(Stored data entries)
┌──
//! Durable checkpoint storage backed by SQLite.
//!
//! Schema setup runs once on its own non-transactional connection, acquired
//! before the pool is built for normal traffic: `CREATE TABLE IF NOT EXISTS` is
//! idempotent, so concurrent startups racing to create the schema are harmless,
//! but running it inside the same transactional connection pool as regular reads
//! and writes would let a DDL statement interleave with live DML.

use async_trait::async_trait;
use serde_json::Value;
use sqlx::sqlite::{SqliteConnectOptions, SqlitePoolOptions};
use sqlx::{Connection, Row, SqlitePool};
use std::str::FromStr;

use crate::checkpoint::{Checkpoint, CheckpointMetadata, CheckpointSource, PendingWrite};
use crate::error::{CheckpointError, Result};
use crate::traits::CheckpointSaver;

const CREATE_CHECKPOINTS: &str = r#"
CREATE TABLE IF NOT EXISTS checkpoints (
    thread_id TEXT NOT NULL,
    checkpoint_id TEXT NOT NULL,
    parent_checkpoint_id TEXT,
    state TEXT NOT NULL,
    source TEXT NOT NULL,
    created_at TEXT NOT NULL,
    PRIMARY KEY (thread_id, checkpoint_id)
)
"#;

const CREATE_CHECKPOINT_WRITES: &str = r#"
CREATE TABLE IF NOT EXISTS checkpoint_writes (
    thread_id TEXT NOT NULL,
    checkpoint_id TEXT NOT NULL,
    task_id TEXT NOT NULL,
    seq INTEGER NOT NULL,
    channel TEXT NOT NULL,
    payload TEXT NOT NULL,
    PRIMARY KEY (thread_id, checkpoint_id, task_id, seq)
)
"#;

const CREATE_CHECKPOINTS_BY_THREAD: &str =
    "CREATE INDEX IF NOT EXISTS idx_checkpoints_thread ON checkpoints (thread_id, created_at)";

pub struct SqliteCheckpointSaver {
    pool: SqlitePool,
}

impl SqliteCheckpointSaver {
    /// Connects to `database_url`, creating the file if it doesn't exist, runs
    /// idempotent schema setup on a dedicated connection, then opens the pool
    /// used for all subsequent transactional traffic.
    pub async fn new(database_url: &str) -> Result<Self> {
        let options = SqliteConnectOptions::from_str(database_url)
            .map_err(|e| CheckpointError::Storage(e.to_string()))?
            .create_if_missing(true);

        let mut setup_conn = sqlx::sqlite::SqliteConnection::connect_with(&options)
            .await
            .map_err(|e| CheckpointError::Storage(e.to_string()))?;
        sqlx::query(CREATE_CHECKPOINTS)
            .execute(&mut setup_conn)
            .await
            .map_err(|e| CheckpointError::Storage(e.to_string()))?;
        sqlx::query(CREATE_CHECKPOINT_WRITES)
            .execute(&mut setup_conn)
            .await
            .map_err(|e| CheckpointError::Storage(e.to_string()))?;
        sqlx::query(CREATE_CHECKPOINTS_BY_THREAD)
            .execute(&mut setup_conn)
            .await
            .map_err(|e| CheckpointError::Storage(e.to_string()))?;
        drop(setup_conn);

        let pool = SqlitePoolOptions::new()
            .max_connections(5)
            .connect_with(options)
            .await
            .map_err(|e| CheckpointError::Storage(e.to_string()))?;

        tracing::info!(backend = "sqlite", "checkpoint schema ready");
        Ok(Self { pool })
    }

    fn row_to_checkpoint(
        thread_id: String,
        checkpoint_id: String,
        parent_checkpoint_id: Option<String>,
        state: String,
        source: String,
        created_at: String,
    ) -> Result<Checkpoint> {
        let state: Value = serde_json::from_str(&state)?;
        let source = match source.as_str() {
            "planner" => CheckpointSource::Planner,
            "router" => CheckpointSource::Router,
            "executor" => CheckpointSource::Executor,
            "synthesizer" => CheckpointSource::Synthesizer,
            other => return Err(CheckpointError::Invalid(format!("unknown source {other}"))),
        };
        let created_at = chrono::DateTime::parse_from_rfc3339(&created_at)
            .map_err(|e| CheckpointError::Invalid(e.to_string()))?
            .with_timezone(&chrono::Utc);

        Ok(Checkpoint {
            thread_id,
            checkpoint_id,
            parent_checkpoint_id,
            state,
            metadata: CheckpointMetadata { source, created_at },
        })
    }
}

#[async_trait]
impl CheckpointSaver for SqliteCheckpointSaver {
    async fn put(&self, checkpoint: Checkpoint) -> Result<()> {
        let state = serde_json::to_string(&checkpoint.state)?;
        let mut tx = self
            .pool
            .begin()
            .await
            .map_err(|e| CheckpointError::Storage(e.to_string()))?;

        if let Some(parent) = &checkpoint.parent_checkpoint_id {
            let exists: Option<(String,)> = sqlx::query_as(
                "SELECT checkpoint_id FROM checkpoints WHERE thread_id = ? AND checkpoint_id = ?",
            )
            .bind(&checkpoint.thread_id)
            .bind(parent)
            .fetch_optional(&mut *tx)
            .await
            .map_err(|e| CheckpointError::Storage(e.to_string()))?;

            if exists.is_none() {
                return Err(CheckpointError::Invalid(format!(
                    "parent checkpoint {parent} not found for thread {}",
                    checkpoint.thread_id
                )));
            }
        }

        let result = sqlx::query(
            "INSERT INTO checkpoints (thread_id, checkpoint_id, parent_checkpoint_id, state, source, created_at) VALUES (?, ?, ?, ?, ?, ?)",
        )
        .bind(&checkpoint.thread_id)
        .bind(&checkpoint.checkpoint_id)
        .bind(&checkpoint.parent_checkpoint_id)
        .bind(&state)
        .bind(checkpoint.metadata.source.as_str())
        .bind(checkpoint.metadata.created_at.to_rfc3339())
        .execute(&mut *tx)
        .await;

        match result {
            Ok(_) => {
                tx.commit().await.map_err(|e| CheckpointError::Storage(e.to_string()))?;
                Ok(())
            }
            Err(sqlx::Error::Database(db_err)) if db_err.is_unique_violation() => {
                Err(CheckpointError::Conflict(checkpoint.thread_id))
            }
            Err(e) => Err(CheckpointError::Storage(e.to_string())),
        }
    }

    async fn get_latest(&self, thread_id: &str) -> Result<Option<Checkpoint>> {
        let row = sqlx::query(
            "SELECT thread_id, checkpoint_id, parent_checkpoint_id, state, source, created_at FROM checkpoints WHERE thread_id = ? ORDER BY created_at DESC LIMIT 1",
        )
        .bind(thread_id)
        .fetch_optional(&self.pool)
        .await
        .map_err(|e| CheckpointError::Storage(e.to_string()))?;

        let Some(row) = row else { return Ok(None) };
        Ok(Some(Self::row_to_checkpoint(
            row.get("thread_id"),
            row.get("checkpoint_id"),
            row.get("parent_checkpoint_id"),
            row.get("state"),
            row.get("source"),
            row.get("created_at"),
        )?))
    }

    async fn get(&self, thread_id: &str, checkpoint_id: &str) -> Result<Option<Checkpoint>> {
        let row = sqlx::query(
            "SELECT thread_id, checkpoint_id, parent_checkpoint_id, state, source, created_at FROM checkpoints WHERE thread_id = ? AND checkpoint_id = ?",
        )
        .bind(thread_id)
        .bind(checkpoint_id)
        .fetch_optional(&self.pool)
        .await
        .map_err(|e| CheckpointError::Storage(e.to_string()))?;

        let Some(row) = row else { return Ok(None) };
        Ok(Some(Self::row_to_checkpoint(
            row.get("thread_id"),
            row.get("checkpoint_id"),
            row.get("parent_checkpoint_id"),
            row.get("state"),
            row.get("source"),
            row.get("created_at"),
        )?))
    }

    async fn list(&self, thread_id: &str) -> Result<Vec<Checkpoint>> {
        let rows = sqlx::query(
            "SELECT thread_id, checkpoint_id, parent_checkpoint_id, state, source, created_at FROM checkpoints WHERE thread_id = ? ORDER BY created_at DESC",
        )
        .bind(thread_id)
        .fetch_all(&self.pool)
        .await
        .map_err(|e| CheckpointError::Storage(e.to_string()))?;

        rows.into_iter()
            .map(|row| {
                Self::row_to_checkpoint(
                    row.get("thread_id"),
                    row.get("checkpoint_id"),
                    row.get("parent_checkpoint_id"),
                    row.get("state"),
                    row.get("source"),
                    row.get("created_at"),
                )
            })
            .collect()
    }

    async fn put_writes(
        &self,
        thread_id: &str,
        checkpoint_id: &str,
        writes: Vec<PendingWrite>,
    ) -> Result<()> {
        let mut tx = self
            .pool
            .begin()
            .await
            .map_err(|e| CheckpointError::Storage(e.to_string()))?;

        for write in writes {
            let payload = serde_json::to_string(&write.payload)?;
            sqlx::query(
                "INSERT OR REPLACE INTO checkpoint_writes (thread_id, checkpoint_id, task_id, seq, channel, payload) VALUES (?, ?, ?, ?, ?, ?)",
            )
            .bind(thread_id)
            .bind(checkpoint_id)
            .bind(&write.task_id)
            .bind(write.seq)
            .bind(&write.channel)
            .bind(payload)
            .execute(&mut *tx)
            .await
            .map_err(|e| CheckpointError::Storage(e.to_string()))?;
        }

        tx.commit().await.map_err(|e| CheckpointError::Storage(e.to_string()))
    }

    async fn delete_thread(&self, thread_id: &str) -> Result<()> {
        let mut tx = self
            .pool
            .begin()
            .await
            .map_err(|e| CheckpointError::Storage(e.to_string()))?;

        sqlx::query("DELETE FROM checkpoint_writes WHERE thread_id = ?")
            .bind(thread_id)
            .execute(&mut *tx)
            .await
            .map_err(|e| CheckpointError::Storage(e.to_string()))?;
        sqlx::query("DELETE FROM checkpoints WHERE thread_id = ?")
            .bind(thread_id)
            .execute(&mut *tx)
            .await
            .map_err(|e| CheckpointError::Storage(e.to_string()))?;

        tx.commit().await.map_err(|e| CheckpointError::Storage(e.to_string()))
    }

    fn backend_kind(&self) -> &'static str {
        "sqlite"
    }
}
└──
Instructions for the task:
Beginning at the first line of the records, retype exactly every line up to and including the one with "idempotent, so concurrent".

Response area:
//! Durable checkpoint storage backed by SQLite.
//!
//! Schema setup runs once on its own non-transactional connection, acquired
//! before the pool is built for normal traffic: `CREATE TABLE IF NOT EXISTS` is
//! idempotent, so concurrent startups racing to create the schema are harmless,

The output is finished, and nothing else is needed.